Reconstructing phylogenies with thousands of sequences is computationally demanding, and although neighbor‑joining is fast and accurate on small data sets, it explores only a negligible fraction of tree space as data size grows. This study evaluates the accuracy of neighbor‑joining trees for very large phylogenies through computer simulations. We developed a likelihood‑based method that simultaneously estimates all pairwise distances using realistic nucleotide substitution models. The method corrects up to 60 % of NJ errors, and NJ accuracy declines only about 5 % when sequence numbers increase from 32 to 4,096, even under rate heterogeneity and compositional bias, supporting the use of complex substitution models for large phylogenies.

Abstract

Current efforts to reconstruct the tree of life and histories of multigene families demand the inference of phylogenies consisting of thousands of gene sequences. However, for such large data sets even a moderate exploration of the tree space needed to identify the optimal tree is virtually impossible.
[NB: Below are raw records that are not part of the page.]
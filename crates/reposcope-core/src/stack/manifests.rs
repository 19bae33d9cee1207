//! Dependency manifest parsers.
//!
//! Each parser takes the manifest text and returns `(name, version)` pairs
//! with the version exactly as declared. Only root-level manifests are read.
//! Parsers for structured formats (JSON, TOML) fail on malformed input; the
//! line-based ones skip lines they do not understand.

use std::sync::LazyLock;

use regex::Regex;

use super::DependencyMap;
use crate::errors::RepoScopeError;
use crate::types::FetchedFile;

type ParseFn = fn(&str) -> Result<Vec<(String, String)>, String>;

/// A recognized manifest file.
pub struct ManifestFormat {
    pub file_name: &'static str,
    pub ecosystem: &'static str,
    parse: ParseFn,
}

/// Manifests in merge order; later manifests win on name collisions.
pub const MANIFESTS: &[ManifestFormat] = &[
    ManifestFormat {
        file_name: "package.json",
        ecosystem: "javascript",
        parse: parse_package_json,
    },
    ManifestFormat {
        file_name: "requirements.txt",
        ecosystem: "python",
        parse: parse_requirements_txt,
    },
    ManifestFormat {
        file_name: "Gemfile",
        ecosystem: "ruby",
        parse: parse_gemfile,
    },
    ManifestFormat {
        file_name: "composer.json",
        ecosystem: "php",
        parse: parse_composer_json,
    },
    ManifestFormat {
        file_name: "go.mod",
        ecosystem: "go",
        parse: parse_go_mod,
    },
    ManifestFormat {
        file_name: "Cargo.toml",
        ecosystem: "rust",
        parse: parse_cargo_toml,
    },
];

impl ManifestFormat {
    /// Parse `content`, mapping failures to [`RepoScopeError::ManifestParse`].
    pub fn parse(&self, content: &str) -> Result<Vec<(String, String)>, RepoScopeError> {
        (self.parse)(content).map_err(|message| RepoScopeError::ManifestParse {
            manifest: self.file_name.to_string(),
            message,
        })
    }
}

/// Merge every recognized root-level manifest into one dependency map.
///
/// A manifest that fails to parse is logged and contributes nothing.
pub fn extract_dependencies(files: &[FetchedFile]) -> DependencyMap {
    let mut dependencies = DependencyMap::new();

    for format in MANIFESTS {
        let Some(file) = files.iter().find(|f| f.path == format.file_name) else {
            continue;
        };

        match format.parse(&file.content) {
            Ok(entries) => {
                tracing::debug!(
                    "Parsed {} {} dependencies from {}",
                    entries.len(),
                    format.ecosystem,
                    format.file_name
                );
                dependencies.extend(entries);
            }
            Err(e) => tracing::warn!("{}; ignoring manifest", e),
        }
    }

    dependencies
}

// ============================================================================
// JavaScript
// ============================================================================

/// `dependencies`, `devDependencies`, `peerDependencies`, in that order.
fn parse_package_json(content: &str) -> Result<Vec<(String, String)>, String> {
    let json: serde_json::Value = serde_json::from_str(content).map_err(|e| e.to_string())?;

    let mut deps = Vec::new();
    for section in ["dependencies", "devDependencies", "peerDependencies"] {
        if let Some(entries) = json.get(section).and_then(|v| v.as_object()) {
            for (name, version) in entries {
                deps.push((name.clone(), version.as_str().unwrap_or("*").to_string()));
            }
        }
    }

    Ok(deps)
}

// ============================================================================
// Python
// ============================================================================

static REQUIREMENT_RE: LazyLock<Regex> = LazyLock::new(|| {
    Regex::new(r"^([A-Za-z0-9][A-Za-z0-9._-]*)(?:\[[^\]]*\])?\s*(.*)$")
        .expect("requirement regex is valid")
});

/// `name[extras] specifier ; markers  # comment`
fn parse_requirements_txt(content: &str) -> Result<Vec<(String, String)>, String> {
    let mut deps = Vec::new();

    for line in content.lines() {
        let line = line.split(" #").next().unwrap_or("").trim();

        if line.is_empty() || line.starts_with('#') || line.starts_with('-') {
            continue;
        }
        if line.contains("://") || line.starts_with('.') || line.starts_with('/') {
            continue;
        }

        if let Some(caps) = REQUIREMENT_RE.captures(line) {
            let name = caps.get(1).map(|m| m.as_str()).unwrap_or("");
            let spec = caps
                .get(2)
                .map(|m| m.as_str().split(';').next().unwrap_or("").trim())
                .unwrap_or("");
            deps.push((
                name.to_string(),
                if spec.is_empty() { "*" } else { spec }.to_string(),
            ));
        }
    }

    Ok(deps)
}

// ============================================================================
// Ruby
// ============================================================================

static GEM_RE: LazyLock<Regex> = LazyLock::new(|| {
    Regex::new(r#"^\s*gem\s+['"]([^'"]+)['"](?:\s*,\s*['"]([^'"]+)['"])?"#)
        .expect("gem regex is valid")
});

fn parse_gemfile(content: &str) -> Result<Vec<(String, String)>, String> {
    let deps = content
        .lines()
        .map(str::trim)
        .filter(|line| !line.starts_with('#'))
        .filter_map(|line| GEM_RE.captures(line))
        .filter_map(|caps| {
            let name = caps.get(1)?.as_str().to_string();
            let version = caps.get(2).map(|m| m.as_str()).unwrap_or("*").to_string();
            Some((name, version))
        })
        .collect();

    Ok(deps)
}

// ============================================================================
// PHP
// ============================================================================

/// `require` then `require-dev`; platform requirements are skipped.
fn parse_composer_json(content: &str) -> Result<Vec<(String, String)>, String> {
    let json: serde_json::Value = serde_json::from_str(content).map_err(|e| e.to_string())?;

    let mut deps = Vec::new();
    for section in ["require", "require-dev"] {
        if let Some(entries) = json.get(section).and_then(|v| v.as_object()) {
            for (name, version) in entries {
                if name == "php" || name.starts_with("ext-") || name.starts_with("lib-") {
                    continue;
                }
                deps.push((name.clone(), version.as_str().unwrap_or("*").to_string()));
            }
        }
    }

    Ok(deps)
}

// ============================================================================
// Go
// ============================================================================

static GO_REQUIRE_RE: LazyLock<Regex> = LazyLock::new(|| {
    Regex::new(r"^(?:require\s+)?([^\s()]+)\s+v?([^\s]+)(?:\s*//.*)?$")
        .expect("go require regex is valid")
});

/// Single-line `require` directives and `require ( ... )` blocks.
fn parse_go_mod(content: &str) -> Result<Vec<(String, String)>, String> {
    let mut deps = Vec::new();
    let mut in_require_block = false;

    for line in content.lines() {
        let line = line.trim();
        if line.is_empty() || line.starts_with("//") {
            continue;
        }

        if line.starts_with("require (") || line == "require(" {
            in_require_block = true;
            continue;
        }
        if line == ")" {
            in_require_block = false;
            continue;
        }

        if in_require_block || line.starts_with("require ") {
            if let Some(caps) = GO_REQUIRE_RE.captures(line) {
                let name = caps.get(1).map(|m| m.as_str()).unwrap_or("");
                let version = caps.get(2).map(|m| m.as_str()).unwrap_or("*");
                if !name.is_empty() {
                    deps.push((name.to_string(), version.to_string()));
                }
            }
        }
    }

    Ok(deps)
}

// ============================================================================
// Rust
// ============================================================================

const CARGO_SECTIONS: &[&str] = &["dependencies", "dev-dependencies", "build-dependencies"];

/// Regular, dev, build and target-specific sections, then
/// `[workspace.dependencies]`.
fn parse_cargo_toml(content: &str) -> Result<Vec<(String, String)>, String> {
    let parsed: toml::Value = toml::from_str(content).map_err(|e| e.to_string())?;

    let mut deps = Vec::new();
    let mut push_section = |table: Option<&toml::Value>| {
        if let Some(section) = table.and_then(|v| v.as_table()) {
            for (name, value) in section {
                deps.push((name.clone(), extract_cargo_version(value)));
            }
        }
    };

    for section in CARGO_SECTIONS {
        push_section(parsed.get(*section));
    }

    if let Some(targets) = parsed.get("target").and_then(|v| v.as_table()) {
        for target in targets.values() {
            for section in CARGO_SECTIONS {
                push_section(target.get(*section));
            }
        }
    }

    push_section(parsed.get("workspace").and_then(|w| w.get("dependencies")));

    Ok(deps)
}

/// `"1.0"` and `{ version = "1.0" }` yield the version; workspace, path and
/// git dependencies yield `*`.
fn extract_cargo_version(value: &toml::Value) -> String {
    match value {
        toml::Value::String(s) => s.clone(),
        toml::Value::Table(t) => t
            .get("version")
            .and_then(|v| v.as_str())
            .unwrap_or("*")
            .to_string(),
        _ => "*".to_string(),
    }
}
For these cases the neighbor-joining (NJ) method is frequently used because of its demonstrated accuracy for smaller data sets and its computational speed. As data sets grow, however, the fraction of the tree space examined by the NJ algorithm becomes minuscule. Here, we report the results of our computer simulation for examining the accuracy of NJ trees for inferring very large phylogenies. First we present a likelihood method for the simultaneous estimation of all pairwise distances by using biologically realistic models of nucleotide substitution. Use of this method corrects up to 60% of NJ tree errors. Our simulation results show that the accuracy of NJ trees decline only by approximately 5% when the number of sequences used increases from 32 to 4,096 (128 times) even in the presence of extensive variation in the evolutionary rate among lineages or significant biases in the nucleotide composition and transition/transversion ratio. Our results encourage the use of complex models of nucleotide substitution for estimating evolutionary distances and hint at bright prospects for the application of the NJ and related methods in inferring large phylogenies.